2.2 Geostationary meteorological satellite sensor data

The COMS meteorological imager (MI) consisted of sensor, power, and electronic modules and included five central wavelength channels: visible (0.67 μm), shortwave IR (SWIR, 3.7 μm), water vapor (WV, 6.7 μm), and two IR channels (IR1, 10.8 μm; IR2, 12.0 μm). We used COMS extended Northern Hemisphere area images (see Figure 1A), which have a 15-min temporal resolution. The GK2A satellite has an advanced MI sensor, four visible reflectance wavelengths (0.47, 0.51, 0.64, and 0.85 μm), and two near-IR channels (1.3 μm and 1.6 μm). Its 10 IR channels are created by splitting the center wavelength (3.8–13.3 μm) into ten. GK2A produces full-disk images with a temporal resolution of 10 min (see Figure 1A). For consistency, we used only 1-h-interval imagery from both GK2A and COMS, extracting only the TC areas from the original images using the TCs’ center positions in the best-track data (see Figure 1B). The satellite channels used in this study are summarized in Table 1.

FIGURE 1

FIGURE 1. Example of extracting TC images from original satellite images to be used for model development. In (A), the black box is GK2A’s full disk area, the red box is COMS’s Northern Hemisphere area, and the blue box is the extracted TC area. In (B,C), the dashed black boxes represent the final images used for training, and the numbers at the top of the panels indicate the angles of rotation to the left. This image was taken at 11:00 UTC on 10 October 2019, using the GK2A IR105 channel.

TABLE 1

TABLE 1. Summary of the channels, center wavelengths, wavelength ranges, and spatial resolutions of the COMS and GK2A satellite imagery used in this study. The columns are arranged by COMS (GK2A) order.

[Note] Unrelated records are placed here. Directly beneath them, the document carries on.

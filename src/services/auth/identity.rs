use serde::{Deserialize, Serialize};
use serde_json::{Map, Value};

/// Role value granting access to administrator-only routes.
pub const ADMINISTRATOR_ROLE: &str = "Administrator";

/// Claims describing the requesting principal, as returned by the identity
/// service.
///
/// - The payload is kept opaque (a JSON object); only `role` and `username`
///   are read by the guards.
#[derive(Debug, Clone, PartialEq, Serialize, Deserialize)]
#[serde(transparent)]
pub struct Identity(Map<String, Value>);

impl Identity {
    pub fn username(&self) -> Option<&str> {
        self.0.get("username").and_then(Value::as_str)
    }

    pub fn role(&self) -> Option<&str> {
        self.0.get("role").and_then(Value::as_str)
    }

    pub fn is_administrator(&self) -> bool {
        self.role() == Some(ADMINISTRATOR_ROLE)
    }
}

impl TryFrom<Value> for Identity {
    type Error = Value;

    /// Only JSON objects are identities; anything else is handed back.
    fn try_from(value: Value) -> Result<Self, Self::Error> {
        match value {
            Value::Object(map) => Ok(Self(map)),
            other => Err(other),
        }
    }
}
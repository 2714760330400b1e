//! Ordered guard composition.
//!
//! A route group declares its guards as a list; the first guard in the list
//! sees the request first. Identity gates must come after `CheckCredentials`.
//!
//! ```ignore
//! let admin = Router::new().route("/admin", get(admin));
//! let admin = guards::apply(admin, &state, &[Guard::CheckCredentials, Guard::AdminOnly]);
//! ```

use axum::{Router, middleware};

use crate::middleware::{auth, store};
use crate::state::AppState;

#[derive(Debug, Clone, Copy, PartialEq, Eq)]
pub enum Guard {
    /// Resolve credentials into a `RequestCtx` (never rejects).
    CheckCredentials,
    /// 403 unless `X-Scheme: https`.
    HttpsRequired,
    /// 401 unless an identity was resolved.
    Authenticated,
    /// 401 when anonymous, 403 unless the role is `Administrator`.
    AdminOnly,
    /// Terminal JSON 401 unless a valid cross token is presented.
    VpcOnly,
    /// Attach a `StoreHandle` to the request.
    StoreFacility,
}

impl Guard {
    fn wrap(self, router: Router<AppState>, state: &AppState) -> Router<AppState> {
        let state = state.clone();
        match self {
            Guard::CheckCredentials => router.route_layer(middleware::from_fn_with_state(
                state,
                auth::check_credentials,
            )),
            Guard::HttpsRequired => router.route_layer(middleware::from_fn(auth::https_required)),
            Guard::Authenticated => {
                router.route_layer(middleware::from_fn(auth::api_authenticated))
            }
            Guard::AdminOnly => router.route_layer(middleware::from_fn(auth::allow_admin)),
            Guard::VpcOnly => router.route_layer(middleware::from_fn_with_state(
                state,
                auth::vpc_access_only,
            )),
            Guard::StoreFacility => router.route_layer(middleware::from_fn_with_state(
                state,
                store::init_store_facility,
            )),
        }
    }
}

/// Apply `guards` to every route of `router`, in list order.
pub fn apply(router: Router<AppState>, state: &AppState, guards: &[Guard]) -> Router<AppState> {
    // The last layer added is the outermost one, so wrap in reverse.
    guards
        .iter()
        .rev()
        .fold(router, |router, guard| guard.wrap(router, state))
}
//! Remote token validation against the identity service (`/auth/crosslogin`).

use async_trait::async_trait;
use reqwest::StatusCode;
use serde::Deserialize;
use serde_json::json;
use url::Url;

use crate::services::auth::identity::Identity;

#[derive(Debug, thiserror::Error)]
pub enum ValidationError {
    #[error("identity service unreachable: {0}")]
    Transport(#[from] reqwest::Error),
    #[error("token rejected by identity service (status {0})")]
    Rejected(StatusCode),
    #[error("unexpected identity payload")]
    InvalidPayload,
    #[error("invalid identity service url: {0}")]
    InvalidUrl(#[from] url::ParseError),
}

/// Validates an opaque token and returns the identity it belongs to.
///
/// Implementations are called at most once per request.
#[async_trait]
pub trait TokenValidator: Send + Sync + 'static {
    async fn validate(&self, token: &str) -> Result<Identity, ValidationError>;
}

#[derive(Debug, Deserialize)]
struct CrossLoginResponse {
    data: serde_json::Value,
}

/// `POST {base}/auth/crosslogin` with `{"token": ...}`.
///
/// Success is HTTP 200 with `{"data": {<identity>}}`; anything else is a
/// validation failure. No explicit timeout: the client default applies.
#[derive(Debug, Clone)]
pub struct HttpTokenValidator {
    client: reqwest::Client,
    endpoint: Url,
}

impl HttpTokenValidator {
    pub fn new(base_url: &Url) -> Result<Self, ValidationError> {
        Self::with_client(reqwest::Client::new(), base_url)
    }

    pub fn with_client(client: reqwest::Client, base_url: &Url) -> Result<Self, ValidationError> {
        Ok(Self {
            client,
            endpoint: crosslogin_url(base_url)?,
        })
    }

    pub fn endpoint(&self) -> &Url {
        &self.endpoint
    }
}

/// Appends `/auth/crosslogin` to the base url, keeping any path prefix.
fn crosslogin_url(base: &Url) -> Result<Url, url::ParseError> {
    let raw = format!("{}/auth/crosslogin", base.as_str().trim_end_matches('/'));
    Url::parse(&raw)
}

#[async_trait]
impl TokenValidator for HttpTokenValidator {
    async fn validate(&self, token: &str) -> Result<Identity, ValidationError> {
        let response = self
            .client
            .post(self.endpoint.clone())
            .json(&json!({ "token": token }))
            .send()
            .await?;

        if response.status() != StatusCode::OK {
            return Err(ValidationError::Rejected(response.status()));
        }

        let body: CrossLoginResponse = response
            .json()
            .await
            .map_err(|_| ValidationError::InvalidPayload)?;

        Identity::try_from(body.data).map_err(|_| ValidationError::InvalidPayload)
    }
}

#[cfg(test)]
mod tests {
    use super::*;

    #[test]
    fn crosslogin_url_keeps_prefix() {
        let base = Url::parse("http://authcenter.internal:8000/api/").unwrap();
        assert_eq!(
            crosslogin_url(&base).unwrap().as_str(),
            "http://authcenter.internal:8000/api/auth/crosslogin"
        );

        let base = Url::parse("https://auth.example.com").unwrap();
        assert_eq!(
            crosslogin_url(&base).unwrap().as_str(),
            "https://auth.example.com/auth/crosslogin"
        );
    }
}
/// Factory: build the `CredentialResolver` from application `Config`.
use std::sync::Arc;
use std::time::Duration;

use crate::config::Config;
use crate::error::AppError;
use crate::services::auth::{
    CredentialResolver, HttpTokenValidator, TokenValidator, token_cache::CachedValidator,
};
use crate::services::store::StoreFacility;

pub fn build_resolver(
    config: &Config,
    store: &StoreFacility,
) -> Result<Arc<CredentialResolver>, AppError> {
    let http = HttpTokenValidator::new(&config.authcenter_url).map_err(|err| {
        tracing::error!(error = %err, "invalid identity service url");
        AppError::Internal
    })?;

    tracing::info!(endpoint = %http.endpoint(), "identity service configured");

    let validator: Arc<dyn TokenValidator> = if config.auth_cache_ttl_seconds > 0 {
        Arc::new(CachedValidator::new(
            Arc::new(http),
            store.handle(),
            Duration::from_secs(config.auth_cache_ttl_seconds),
        ))
    } else {
        Arc::new(http)
    };

    Ok(Arc::new(CredentialResolver::new(validator)))
}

The COMS data cover the period from April 2011 to June 2019, while the GK2A data used in this study cover the period from July 2019 to December 2021. We considered only TCs occurring in the western North Pacific during these periods. To prevent data leakage, different training and test datasets must be used (Kaufman et al., 2012). Accordingly, for the pre-trained model, we used the COMS data from April 2011 to December 2016 and from January 2017 to June 2019 as training and validation datasets, respectively, while for transfer learning, we used the GK2A 2019, 2020, and 2021 data as training, validation, and test datasets, respectively.

3 Materials and methods

3.1 Data preprocessing

Class imbalance, a situation in which one class has a significantly smaller volume of data than another, is considered one of the most formidable challenges in machine learning (Taherkhani et al., 2020). Buda et al. (2018) showed that data imbalance affected the performance of CNNs and used various data-based methods, such as oversampling, to tackle this problem. In this study, to balance the data, we divided the data into 10-knot intervals and ensured that the percentage of each bin is no more than 25% of the total data. In other words, if a particular bin is more than 25% of the total data, we randomly removed the excess. We also applied an oversampling method that increases the number of samples in a bin by rotating all images, ensuring that the number of all bins is close to twice the size of the largest bin. Bins with fewer data require more rotations at smaller angles. The smallest angle of rotation used is 1°.

To investigate the impact of rotation-based data augmentation on model performance, we compare the root mean square error (RMSE) for models trained on the original COMS data and augmented data, respectively, for GK2A validation data. The results showed that the model using the augmented COMS data had the RMSE of 13.67 knots, which was a 37.64% reduction compared to the model (21.92 knots) using the original data alone.

Because rotating TC images resulted in white space, as shown in Figure 1C, we needed to crop them to remove the white space. To crop to 303 × 303 pixels (black dashed line in Figures 1B, C), we needed to extract TCs with a minimum size of 429 × 429 pixels (blue line in Figure 1A) from the original satellite images. Since TC images are provided as digital counts, we converted them to brightness temperature using the brightness correction table provided by the National Meteorological Satellite Center.¹ Due to the different spatial resolutions of the two satellite datasets, we interpolated the GK2A data to make them equal to the COMS resolution.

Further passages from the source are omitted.